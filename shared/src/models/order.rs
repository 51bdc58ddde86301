//! Finalized Order Model

use serde::{Deserialize, Serialize};

use super::draft::{DeliveryDetails, Locations, PricingSummary, ReceiverDetails, SenderDetails};
use super::item::ItemDetails;

/// Lifecycle status of an order.
///
/// The client only ever writes `Draft` (implicitly, while assembling) and
/// `Pending` (at submission); the remaining transitions belong to the
/// external order store.
#[derive(Debug, Clone, Copy, Serialize, Deserialize, PartialEq, Eq, Default)]
#[serde(rename_all = "SCREAMING_SNAKE_CASE")]
pub enum OrderStatus {
    #[default]
    Draft,
    Pending,
    Processing,
    InTransit,
    Delivered,
    Cancelled,
}

impl OrderStatus {
    /// No further transitions after these
    pub fn is_terminal(&self) -> bool {
        matches!(self, OrderStatus::Delivered | OrderStatus::Cancelled)
    }
}

/// Immutable order record, owned by the external order store after creation.
/// The client only reads or subscribes once this exists.
#[derive(Debug, Clone, Serialize, Deserialize, PartialEq)]
pub struct Order {
    /// Server-assigned document id
    #[serde(skip_serializing_if = "Option::is_none")]
    pub id: Option<String>,
    pub customer_id: String,
    /// Human-facing tracking reference
    pub tracking_number: String,
    pub sender: SenderDetails,
    pub receiver: ReceiverDetails,
    pub items: Vec<ItemDetails>,
    pub delivery: DeliveryDetails,
    pub locations: Locations,
    pub pricing: PricingSummary,
    pub status: OrderStatus,
    pub created_at: i64,
    pub updated_at: i64,
}

#[cfg(test)]
mod tests {
    use super::*;

    #[test]
    fn test_status_serialization() {
        assert_eq!(serde_json::to_string(&OrderStatus::InTransit).unwrap(), "\"IN_TRANSIT\"");
        assert_eq!(serde_json::to_string(&OrderStatus::Pending).unwrap(), "\"PENDING\"");
        let back: OrderStatus = serde_json::from_str("\"DELIVERED\"").unwrap();
        assert_eq!(back, OrderStatus::Delivered);
    }

    #[test]
    fn test_terminal_statuses() {
        assert!(OrderStatus::Delivered.is_terminal());
        assert!(OrderStatus::Cancelled.is_terminal());
        assert!(!OrderStatus::Pending.is_terminal());
        assert!(!OrderStatus::InTransit.is_terminal());
    }
}
//! Shipment Item Model

use serde::{Deserialize, Serialize};

/// Physical dimensions in centimetres.
///
/// Giving any dimension means giving all three - the struct makes a partial
/// triple unrepresentable; zero or negative values are rejected by the item
/// validator instead.
#[derive(Debug, Clone, Copy, Serialize, Deserialize, PartialEq)]
pub struct Dimensions {
    pub length: f64,
    pub width: f64,
    pub height: f64,
}

/// One item line on a shipment
#[derive(Debug, Clone, Serialize, Deserialize, PartialEq)]
pub struct ItemDetails {
    pub name: String,
    pub category: String,
    pub subcategory: String,
    pub quantity: i32,
    /// Unit weight in kilograms
    pub weight: f64,
    /// Declared unit value in currency units
    pub value: f64,
    #[serde(skip_serializing_if = "Option::is_none")]
    pub dimensions: Option<Dimensions>,
    #[serde(default)]
    pub is_fragile: bool,
    #[serde(default)]
    pub requires_special_handling: bool,
    #[serde(skip_serializing_if = "Option::is_none")]
    pub special_instructions: Option<String>,
    /// Uploaded image URIs, capped by configuration
    #[serde(skip_serializing_if = "Option::is_none")]
    pub images: Option<Vec<String>>,
}
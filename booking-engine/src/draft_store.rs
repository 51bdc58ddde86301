//! Draft store - the single in-progress order slot per authenticated user
//!
//! Exactly one draft exists at a time per user, under one fixed key.
//! Starting a new order overwrites any prior draft; there is no draft
//! history and no multi-draft support.

use std::sync::Arc;

use shared::models::{DraftPatch, OrderDraft};
use shared::util::now_millis;

use crate::storage::{KeyValueStore, StorageResult};

/// Key prefix for per-user draft slots
const DRAFT_KEY_PREFIX: &str = "draft:";

/// Durable holder of one work-in-progress order
#[derive(Clone)]
pub struct DraftStore {
    store: Arc<dyn KeyValueStore>,
    key: String,
}

impl DraftStore {
    /// Handle scoped to one authenticated user's draft slot
    pub fn for_user(store: Arc<dyn KeyValueStore>, user_id: &str) -> Self {
        Self {
            store,
            key: format!("{DRAFT_KEY_PREFIX}{user_id}"),
        }
    }

    /// Load the current draft.
    ///
    /// A persisted payload that fails structural validation (corrupt JSON or
    /// a missing required section) is treated as absent, not repaired - the
    /// next save starts from a fresh template.
    pub fn get(&self) -> StorageResult<Option<OrderDraft>> {
        let Some(raw) = self.store.get(&self.key)? else {
            return Ok(None);
        };
        match serde_json::from_str::<OrderDraft>(&raw) {
            Ok(draft) => Ok(Some(draft)),
            Err(err) => {
                tracing::warn!(key = %self.key, error = %err, "discarding structurally invalid draft");
                Ok(None)
            }
        }
    }

    /// Merge a partial update onto the existing draft (or a fresh template)
    /// and persist the result atomically.
    ///
    /// Present sections replace wholesale, `order_details` merges key-by-key
    /// (see [`OrderDraft::apply`]); `order_details.updated_at` is always
    /// stamped here. Returns the merged draft.
    pub fn save(&self, patch: DraftPatch) -> StorageResult<OrderDraft> {
        let mut draft = self.get()?.unwrap_or_else(OrderDraft::empty);
        draft.apply(patch);
        draft.order_details.updated_at = now_millis();

        let raw = serde_json::to_string(&draft)?;
        self.store.set(&self.key, &raw)?;
        tracing::debug!(key = %self.key, "draft saved");
        Ok(draft)
    }

    /// Remove the draft entirely
    pub fn clear(&self) -> StorageResult<()> {
        self.store.remove(&self.key)?;
        tracing::debug!(key = %self.key, "draft cleared");
        Ok(())
    }

    /// Write a fresh empty template, discarding any previous draft
    pub fn init_empty(&self) -> StorageResult<OrderDraft> {
        let draft = OrderDraft::empty();
        let raw = serde_json::to_string(&draft)?;
        self.store.set(&self.key, &raw)?;
        tracing::debug!(key = %self.key, "draft initialized");
        Ok(draft)
    }
}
☆ ☆ ☆
**To do:** Repeat each line above exactly as it stands.

**Answer for the task:**
filename shared/src/models/order.rs
repository 51bdc58ddde86301
//! Finalized Order Model

use serde::{Deserialize, Serialize};

use super::draft::{DeliveryDetails, Locations, PricingSummary, ReceiverDetails, SenderDetails};
use super::item::ItemDetails;

/// Lifecycle status of an order.
///
/// The client only ever writes `Draft` (implicitly, while assembling) and
/// `Pending` (at submission); the remaining transitions belong to the
/// external order store.
#[derive(Debug, Clone, Copy, Serialize, Deserialize, PartialEq, Eq, Default)]
#[serde(rename_all = "SCREAMING_SNAKE_CASE")]
pub enum OrderStatus {
    #[default]
    Draft,
    Pending,
    Processing,
    InTransit,
    Delivered,
    Cancelled,
}

impl OrderStatus {
    /// No further transitions after these
    pub fn is_terminal(&self) -> bool {
        matches!(self, OrderStatus::Delivered | OrderStatus::Cancelled)
    }
}

/// Immutable order record, owned by the external order store after creation.
/// The client only reads or subscribes once this exists.
#[derive(Debug, Clone, Serialize, Deserialize, PartialEq)]
pub struct Order {
    /// Server-assigned document id
    #[serde(skip_serializing_if = "Option::is_none")]
    pub id: Option<String>,
    pub customer_id: String,
    /// Human-facing tracking reference
    pub tracking_number: String,
    pub sender: SenderDetails,
    pub receiver: ReceiverDetails,
    pub items: Vec<ItemDetails>,
    pub delivery: DeliveryDetails,
    pub locations: Locations,
    pub pricing: PricingSummary,
    pub status: OrderStatus,
    pub created_at: i64,
    pub updated_at: i64,
}

#[cfg(test)]
mod tests {
    use super::*;

    #[test]
    fn test_status_serialization() {
        assert_eq!(serde_json::to_string(&OrderStatus::InTransit).unwrap(), "\"IN_TRANSIT\"");
        assert_eq!(serde_json::to_string(&OrderStatus::Pending).unwrap(), "\"PENDING\"");
        let back: OrderStatus = serde_json::from_str("\"DELIVERED\"").unwrap();
        assert_eq!(back, OrderStatus::Delivered);
    }

    #[test]
    fn test_terminal_statuses() {
        assert!(OrderStatus::Delivered.is_terminal());
        assert!(OrderStatus::Cancelled.is_terminal());
        assert!(!OrderStatus::Pending.is_terminal());
        assert!(!OrderStatus::InTransit.is_terminal());
    }
}
//! Shipment Item Model

use serde::{Deserialize, Serialize};

/// Physical dimensions in centimetres.
///
/// Giving any dimension means giving all three - the struct makes a partial
/// triple unrepresentable; zero or negative values are rejected by the item
/// validator instead.
#[derive(Debug, Clone, Copy, Serialize, Deserialize, PartialEq)]
pub struct Dimensions {
    pub length: f64,
    pub width: f64,
    pub height: f64,
}

/// One item line on a shipment
#[derive(Debug, Clone, Serialize, Deserialize, PartialEq)]
pub struct ItemDetails {
    pub name: String,
    pub category: String,
    pub subcategory: String,
    pub quantity: i32,
    /// Unit weight in kilograms
    pub weight: f64,
    /// Declared unit value in currency units
    pub value: f64,
    #[serde(skip_serializing_if = "Option::is_none")]
    pub dimensions: Option<Dimensions>,
    #[serde(default)]
    pub is_fragile: bool,
    #[serde(default)]
    pub requires_special_handling: bool,
    #[serde(skip_serializing_if = "Option::is_none")]
    pub special_instructions: Option<String>,
    /// Uploaded image URIs, capped by configuration
    #[serde(skip_serializing_if = "Option::is_none")]
    pub images: Option<Vec<String>>,
}
filename booking-engine/src/draft_store.rs
repository 51bdc58ddde86301
//! Draft store - the single in-progress order slot per authenticated user
//!
//! Exactly one draft exists at a time per user, under one fixed key.
//! Starting a new order overwrites any prior draft; there is no draft
//! history and no multi-draft support.

use std::sync::Arc;

use shared::models::{DraftPatch, OrderDraft};
use shared::util::now_millis;

use crate::storage::{KeyValueStore, StorageResult};

/// Key prefix for per-user draft slots
const DRAFT_KEY_PREFIX: &str = "draft:";

/// Durable holder of one work-in-progress order
#[derive(Clone)]
pub struct DraftStore {
    store: Arc<dyn KeyValueStore>,
    key: String,
}

impl DraftStore {
    /// Handle scoped to one authenticated user's draft slot
    pub fn for_user(store: Arc<dyn KeyValueStore>, user_id: &str) -> Self {
        Self {
            store,
            key: format!("{DRAFT_KEY_PREFIX}{user_id}"),
        }
    }

    /// Load the current draft.
    ///
    /// A persisted payload that fails structural validation (corrupt JSON or
    /// a missing required section) is treated as absent, not repaired - the
    /// next save starts from a fresh template.
    pub fn get(&self) -> StorageResult<Option<OrderDraft>> {
        let Some(raw) = self.store.get(&self.key)? else {
            return Ok(None);
        };
        match serde_json::from_str::<OrderDraft>(&raw) {
            Ok(draft) => Ok(Some(draft)),
            Err(err) => {
                tracing::warn!(key = %self.key, error = %err, "discarding structurally invalid draft");
                Ok(None)
            }
        }
    }

    /// Merge a partial update onto the existing draft (or a fresh template)
    /// and persist the result atomically.
    ///
    /// Present sections replace wholesale, `order_details` merges key-by-key
    /// (see [`OrderDraft::apply`]); `order_details.updated_at` is always
    /// stamped here. Returns the merged draft.
    pub fn save(&self, patch: DraftPatch) -> StorageResult<OrderDraft> {
        let mut draft = self.get()?.unwrap_or_else(OrderDraft::empty);
        draft.apply(patch);
        draft.order_details.updated_at = now_millis();

        let raw = serde_json::to_string(&draft)?;
        self.store.set(&self.key, &raw)?;
        tracing::debug!(key = %self.key, "draft saved");
        Ok(draft)
    }

    /// Remove the draft entirely
    pub fn clear(&self) -> StorageResult<()> {
        self.store.remove(&self.key)?;
        tracing::debug!(key = %self.key, "draft cleared");
        Ok(())
    }

    /// Write a fresh empty template, discarding any previous draft
    pub fn init_empty(&self) -> StorageResult<OrderDraft> {
        let draft = OrderDraft::empty();
        let raw = serde_json::to_string(&draft)?;
        self.store.set(&self.key, &raw)?;
        tracing::debug!(key = %self.key, "draft initialized");
        Ok(draft)
    }
}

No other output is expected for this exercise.